_What the task requires_
Below is a block of records; repeat each one exactly.

_Records to use_
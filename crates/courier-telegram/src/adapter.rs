//! Telegram channel adapter.
//!
//! Wraps a teloxide `Bot` + `Dispatcher` and drives the long-polling event loop
//! until the process exits.

use std::sync::Arc;

use courier_orchestrator::Orchestrator;
use teloxide::prelude::*;
use tracing::info;

use crate::attach::Transcriber;
use crate::handler::{handle_message, HandlerConfig};
use crate::sink::TelegramSink;

/// Telegram channel adapter.
///
/// Wraps a teloxide `Bot` and drives the Dispatcher event loop until the
/// process exits. Long polling — no public URL required.
pub struct TelegramAdapter {
    bot: Bot,
    orchestrator: Arc<Orchestrator<TelegramSink>>,
    config: HandlerConfig,
    transcriber: Option<Arc<dyn Transcriber>>,
}

impl TelegramAdapter {
    pub fn new(
        bot: Bot,
        orchestrator: Arc<Orchestrator<TelegramSink>>,
        config: HandlerConfig,
        transcriber: Option<Arc<dyn Transcriber>>,
    ) -> Self {
        Self {
            bot,
            orchestrator,
            config,
            transcriber,
        }
    }

    /// Connect to Telegram and drive the long-polling loop.
    ///
    /// Never returns — runs for the lifetime of the process.
    pub async fn run(self) {
        info!("Telegram: starting long-polling dispatcher");

        let orchestrator = self.orchestrator;
        let config = self.config;
        let transcriber = self.transcriber;

        let handler = Update::filter_message().endpoint(handle_message);

        Dispatcher::builder(self.bot, handler)
            .dependencies(dptree::deps![orchestrator, config, transcriber])
            .default_handler(|_upd| async {})
            .build()
            .dispatch()
            .await;
    }
}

_Written solution_
filename crates/courier-telegram/src/adapter.rs
//! Telegram channel adapter.
//!
//! Wraps a teloxide `Bot` + `Dispatcher` and drives the long-polling event loop
//! until the process exits.

use std::sync::Arc;

use courier_orchestrator::Orchestrator;
use teloxide::prelude::*;
use tracing::info;

use crate::attach::Transcriber;
use crate::handler::{handle_message, HandlerConfig};
use crate::sink::TelegramSink;

/// Telegram channel adapter.
///
/// Wraps a teloxide `Bot` and drives the Dispatcher event loop until the
/// process exits. Long polling — no public URL required.
pub struct TelegramAdapter {
    bot: Bot,
    orchestrator: Arc<Orchestrator<TelegramSink>>,
    config: HandlerConfig,
    transcriber: Option<Arc<dyn Transcriber>>,
}

impl TelegramAdapter {
    pub fn new(
        bot: Bot,
        orchestrator: Arc<Orchestrator<TelegramSink>>,
        config: HandlerConfig,
        transcriber: Option<Arc<dyn Transcriber>>,
    ) -> Self {
        Self {
            bot,
            orchestrator,
            config,
            transcriber,
        }
    }

    /// Connect to Telegram and drive the long-polling loop.
    ///
    /// Never returns — runs for the lifetime of the process.
    pub async fn run(self) {
        info!("Telegram: starting long-polling dispatcher");

        let orchestrator = self.orchestrator;
        let config = self.config;
        let transcriber = self.transcriber;

        let handler = Update::filter_message().endpoint(handle_message);

        Dispatcher::builder(self.bot, handler)
            .dependencies(dptree::deps![orchestrator, config, transcriber])
            .default_handler(|_upd| async {})
            .build()
            .dispatch()
            .await;
    }
}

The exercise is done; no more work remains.